Karolina Olsson (29 October 1861 – 5 April 1950), also known as Soverskan på Oknö ("The Sleeper of Oknö"), was a Swedish woman who purportedly remained in hibernation between 1876 and 1908 (32 years). This is believed to be the longest time that anyone has lived in this manner who then awoke without any residual symptoms.

==Life==
Olsson was born on 29 October 1861 in Oknö near Mönsterås, the second-eldest of five children; her siblings were all brothers. She suffered a head wound while outdoors at age 14 on 18 February 1876, but seemed to recover from it quickly. On 22 February, she complained of a toothache. Her family believed that her tooth was sore because of witchcraft, and she was ordered to go to bed. However, when she fell asleep, she did not wake up.

Her father was a fisherman and unable to afford a doctor, and the family relied instead on the advice of friends and the town midwife. Olsson's mother force-fed her milk and sugar water. Finally, the neighbors paid for a visit from a doctor, who was unable to wake Olsson and determined that she was in a coma. This doctor continued to visit her for a year, after which he wrote to the editor of Scandinavia's leading medical journal, soliciting the help of other professionals in finding a cure for Olsson's continuous sleep-state. Olsson was visited by doctors who noted that her hair, fingernails, and toenails did not appear to grow.

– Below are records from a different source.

//! hbal_core — entities, containers, and the shared failure taxonomy.
//!
//! This crate is **I/O-free** and has no notion of balancing or scoring; it
//! defines the value types every other crate in the workspace (`hbal_io`, //! `hbal_algo`, `hbal_pipeline`, `hbal_report`, `hbal_cli`) builds on.
//!
//! - Keyed containers over entities
//! - Node / Instance / Group / IPolicy / ISpec / RSpec / DynUtil
//! - The closed `FailMode` taxonomy shared by move application and allocation
//!   statistics
//!
//! Entities are value-like: operations return new nodes/instances rather than
//! mutating in place ("Lifecycle"). Serialization derives are gated behind
//! the `serde` feature so downstream crates can opt in without forcing it on
//! embedders that only need the algorithm.

#![forbid(unsafe_code)]

pub mod container;
pub mod errors;
pub mod units;
pub mod group;
pub mod instance;
pub mod node;
pub mod cluster;

pub use container::{Container, Keyed};
pub use errors::{CoreError, FailMode};
pub use units::{DiskTemplate, DynUtil, IPolicy, ISpec, RSpec};
pub use group::{AllocPolicy, Group};
pub use instance::{Instance, MirrorType, Move, RunStatus};
pub use node::Node;
pub use cluster::{ClusterData, Placement};

/// Index type for nodes, instances, and groups. Internal indices, not pointers —
/// this keeps snapshots cheaply copyable and trivially serializable.
pub type Idx = i64;

/// Sentinel meaning "no node" / "no secondary", observable only at the
/// textual-serialization boundary (Question). Internally we always
/// use `Option<Idx>`.
pub const NO_IDX: Idx = -1;
use crate::api::github::handlers::github_repos_handler;
use crate::api::models::AppState;
use axum::{Router, routing::get};

pub fn routes() -> Router<AppState> {
    Router::new().route("/github/{username}", get(github_repos_handler))
}
use crate::api::models::*;
use crate::auth::AuthUser;
use crate::avatar::{AvatarError, AvatarSource, resolve_avatar};
use crate::storage::{Profile, UserSummary};
use axum::{
    Json,
    extract::{Path, State},
};
use tracing::{info, warn};
use uuid::Uuid;

/// Profile with the owning user's name and avatar attached
pub type PopulatedProfile = Profile<Option<UserSummary>>;

async fn populate(state: &AppState, profiles: Vec<Profile>) -> Vec<PopulatedProfile> {
    let ids: Vec<Uuid> = profiles.iter().map(|p| p.user).collect();
    let users = state.store.find_users(&ids).await;

    profiles
        .into_iter()
        .zip(users)
        .map(|(profile, user)| profile.populate(user.as_ref().map(UserSummary::from)))
        .collect()
}

pub async fn get_own_profile_handler(
    State(state): State<AppState>,
    user: AuthUser,
) -> Result<Json<PopulatedProfile>, AppError> {
    let profile = state
        .store
        .find_profile_by_user(user.id)
        .await
        .ok_or_else(|| AppError::BadRequest(NO_PROFILE.to_string()))?;

    let mut populated = populate(&state, vec![profile]).await;
    populated
        .pop()
        .map(Json)
        .ok_or_else(|| AppError::Internal("populate dropped the profile".to_string()))
}

pub async fn upsert_profile_handler(
    State(state): State<AppState>,
    user: AuthUser,
    ApiJson(request): ApiJson<ProfileRequest>,
) -> Result<Json<Profile>, AppError> {
    // Validate
    let fields = request.validate()?;

    let account = state
        .store
        .find_user(user.id)
        .await
        .ok_or_else(|| AppError::BadRequest("User not found".to_string()))?;

    // Avatar
    let source = match (fields.usegithubavatar, fields.githubusername.as_deref()) {
        (true, Some(username)) => AvatarSource::GitHub { username },
        _ => AvatarSource::Gravatar {
            email: &account.email,
        },
    };
    let avatar = resolve_avatar(source, &state.github, &state.gravatar)
        .await
        .map_err(|e| match e {
            AvatarError::GitHub(err) => {
                warn!(user_id = %user.id, error = %err, "GitHub avatar lookup failed");
                AppError::NotFound(NO_GITHUB_PROFILE.to_string())
            }
            AvatarError::Url(err) => AppError::Internal(format!("Avatar URL rejected: {}", err)),
        })?;

    state.store.set_user_avatar(user.id, avatar).await?;

    // Upsert
    let profile = state.store.upsert_profile(user.id, fields).await?;

    info!(
        user_id = %user.id,
        profile_id = %profile.id,
        "Profile saved"
    );

    Ok(Json(profile))
}

pub async fn list_profiles_handler(
    State(state): State<AppState>,
) -> Result<Json<Vec<PopulatedProfile>>, AppError> {
    let profiles = state.store.list_profiles().await;
    Ok(Json(populate(&state, profiles).await))
}

pub async fn get_profile_by_user_handler(
    State(state): State<AppState>,
    Path(user_id): Path<String>,
) -> Result<Json<PopulatedProfile>, AppError> {
    let not_found = || AppError::BadRequest(PROFILE_NOT_FOUND.to_string());

    let user_id = Uuid::parse_str(&user_id).map_err(|_| not_found())?;
    let profile = state
        .store
        .find_profile_by_user(user_id)
        .await
        .ok_or_else(not_found)?;

    let mut populated = populate(&state, vec![profile]).await;
    populated.pop().map(Json).ok_or_else(not_found)
}

pub async fn delete_profile_handler(
    State(state): State<AppState>,
    user: AuthUser,
) -> Result<Json<MessageResponse>, AppError> {
    let posts = state.store.delete_posts_by_user(user.id).await?;
    let profile = state.store.delete_profile_by_user(user.id).await?;
    let account = state.store.delete_user(user.id).await?;

    info!(
        user_id = %user.id,
        posts,
        profile,
        account,
        "User deleted"
    );

    Ok(Json(MessageResponse::new("User deleted")))
}
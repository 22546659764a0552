use anyhow::Context;
use profile_api::auth::AuthKeys;
use profile_api::github::GitHubClient;
use profile_api::storage::DocumentStore;
use profile_api::{AppConfig, AppState, router};
use std::sync::Arc;
use std::time::Duration;
use tower::ServiceBuilder;
use tower_http::cors::CorsLayer;
use tower_http::trace::TraceLayer;
use tracing::{info, warn};
use tracing_subscriber::EnvFilter;

#[tokio::main]
async fn main() -> anyhow::Result<()> {
    // Initialize logging
    tracing_subscriber::fmt()
        .with_env_filter(
            EnvFilter::try_from_default_env().unwrap_or_else(|_| EnvFilter::new("info")),
        )
        .with_target(false)
        .with_thread_ids(false)
        .compact()
        .init();

    info!("🚀 Starting Profile API Server");

    // Load configuration
    let config = AppConfig::load()?;
    info!("📋 Configuration loaded");
    info!("   - Server: {}:{}", config.server.host, config.server.port);
    info!("   - GitHub API: {}", config.github.api_base);
    if config.github.token.is_none() {
        warn!("   - No GitHub token configured, requests are rate limited");
    }

    // Initialize document store
    info!("💾 Initializing document store...");
    let store = match &config.storage.data_path {
        Some(path) => DocumentStore::open(path)
            .with_context(|| format!("Failed to open store at {}", path.display()))?,
        None => {
            info!("   - No data_path set, documents are kept in memory only");
            DocumentStore::in_memory()
        }
    };
    let store = Arc::new(store);
    let stats = store.stats().await;
    info!(
        "✅ Document store ready ({} profiles, {} users, {} posts)",
        stats.profiles, stats.users, stats.posts
    );

    let github = GitHubClient::new(&config.github).context("Failed to build GitHub client")?;

    // Create application state
    let state = AppState {
        store: store.clone(),
        github: Arc::new(github),
        auth: Arc::new(AuthKeys::new(
            &config.auth.jwt_secret,
            Duration::from_secs(config.auth.token_ttl_secs),
        )),
        gravatar: Arc::new(config.gravatar.clone()),
    };

    let app = router(state).layer(
        ServiceBuilder::new()
            .layer(TraceLayer::new_for_http())
            .layer(CorsLayer::permissive()),
    );

    // Start server
    let addr = format!("{}:{}", config.server.host, config.server.port);
    let listener = tokio::net::TcpListener::bind(&addr).await?;

    info!("🌐 Server listening on http://{}", addr);
    info!("");
    info!("📡 Available endpoints:");
    info!("   GET    /health                          - Health check");
    info!("   GET    /api/profile/me                  - Own profile");
    info!("   POST   /api/profile                     - Create or update profile");
    info!("   GET    /api/profile                     - All profiles");
    info!("   GET    /api/profile/user/:user_id       - Profile by user");
    info!("   DELETE /api/profile                     - Delete profile, user & posts");
    info!("   PUT    /api/profile/experience          - Add experience");
    info!("   DELETE /api/profile/experience/:exp_id  - Remove experience");
    info!("   PUT    /api/profile/education           - Add education");
    info!("   DELETE /api/profile/education/:edu_id   - Remove education");
    info!("   GET    /api/profile/github/:username    - Latest GitHub repos");
    info!("");
    info!("✨ Server is ready to accept requests!");

    axum::serve(listener, app)
        .with_graceful_shutdown(shutdown_signal())
        .await?;

    // Flush store on graceful shutdown
    info!("💾 Flushing document store before shutdown...");
    if store.flush().await.is_ok() {
        info!("✅ Store flushed");
    } else {
        warn!("⚠️  Failed to flush store");
    }

    info!("👋 Server shutting down gracefully");

    Ok(())
}

/// Graceful shutdown handler
async fn shutdown_signal() {
    use tokio::signal;

    let ctrl_c = async {
        signal::ctrl_c()
            .await
            .expect("Failed to install Ctrl+C handler");
    };

    #[cfg(unix)]
    let terminate = async {
        signal::unix::signal(signal::unix::SignalKind::terminate())
            .expect("Failed to install signal handler")
            .recv()
            .await;
    };

    #[cfg(not(unix))]
    let terminate = std::future::pending::<()>();

    tokio::select! {
        _ = ctrl_c => {},
        _ = terminate => {},
    }

    info!("🛑 Shutdown signal received");
}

The family reported that Olsson occasionally sat up and "mumble[d] prayers she had learned by rote in childhood".

One doctor who visited Olsson was Johan Emil Almbladh, who thought that her sleep-state was a result of hysteria. In July 1892, Olsson was hospitalized in Oskarshamn, where she was treated with electroconvulsive therapy. On 2 August 1892, she was released from the hospital without awakening or her situation improving. The hospital said that the appropriate diagnosis was "dementia paralytica". However, there is little to suggest that she actually suffered from that illness. She was not re-examined by a doctor until she awoke from her sleep.

During the entire time that she was asleep, Olsson was given two glasses of milk each day. Her mother died in 1904, and after this, a maid continued to take care of Olsson and the household. Upon the death of her brother in 1907, Olsson began crying hysterically, although she remained in an assumed coma. She reportedly did not touch any food that she received during her years in bed, and the family's maid never heard her speaking.

Olsson awoke on 3 April 1908, 32 years and 42 days after she had first fallen asleep. The maid found her crying and jumping on the floor. When her surviving brothers arrived, however, she did not recognize them. She was very thin and pale, and she showed sensitivity to light during the first few days after awakening. She was weak and had difficulty speaking. She could still read and write, and she remembered everything that she had learned before she fell asleep. Newspaper reporters from all over Europe and the United States travelled to Oknö to interview her, and she and her family went into hiding to avoid the attention. She submitted to psychiatric testing in Stockholm and was found to be in full possession of the faculties that she had possessed before she fell asleep. She was described as appearing to be no older than 25 at the age of 46.

== Studies ==
It has been speculated that Olsson may not really have been asleep and hibernating all that time. There were many unexplained characteristics of her state; for example, her hair, fingernails, and toenails did not seem to grow.

Psychiatrist Dr. Frödeström met Olsson in 1910. He published a paper on her condition in 1912 titled La Dormeuse d'Oknö – 21 Ans de Stupeur. Guérison Complète, but his analysis was limited to her situation being an unclear case of hibernation. It was later revealed that Olsson did wake up occasionally and, when she did, she reacted with sorrow and anger. Frödeström speculated that Olsson thought that she was seriously ill, and that she remained still with her eyes closed and refused to eat to elicit sympathy. It has been conjectured that her mother had helped her and kept the fact secret that she was no longer hibernating.

== Death ==
Olsson died on 5 April 1950 aged 88 from an intracranial hemorrhage.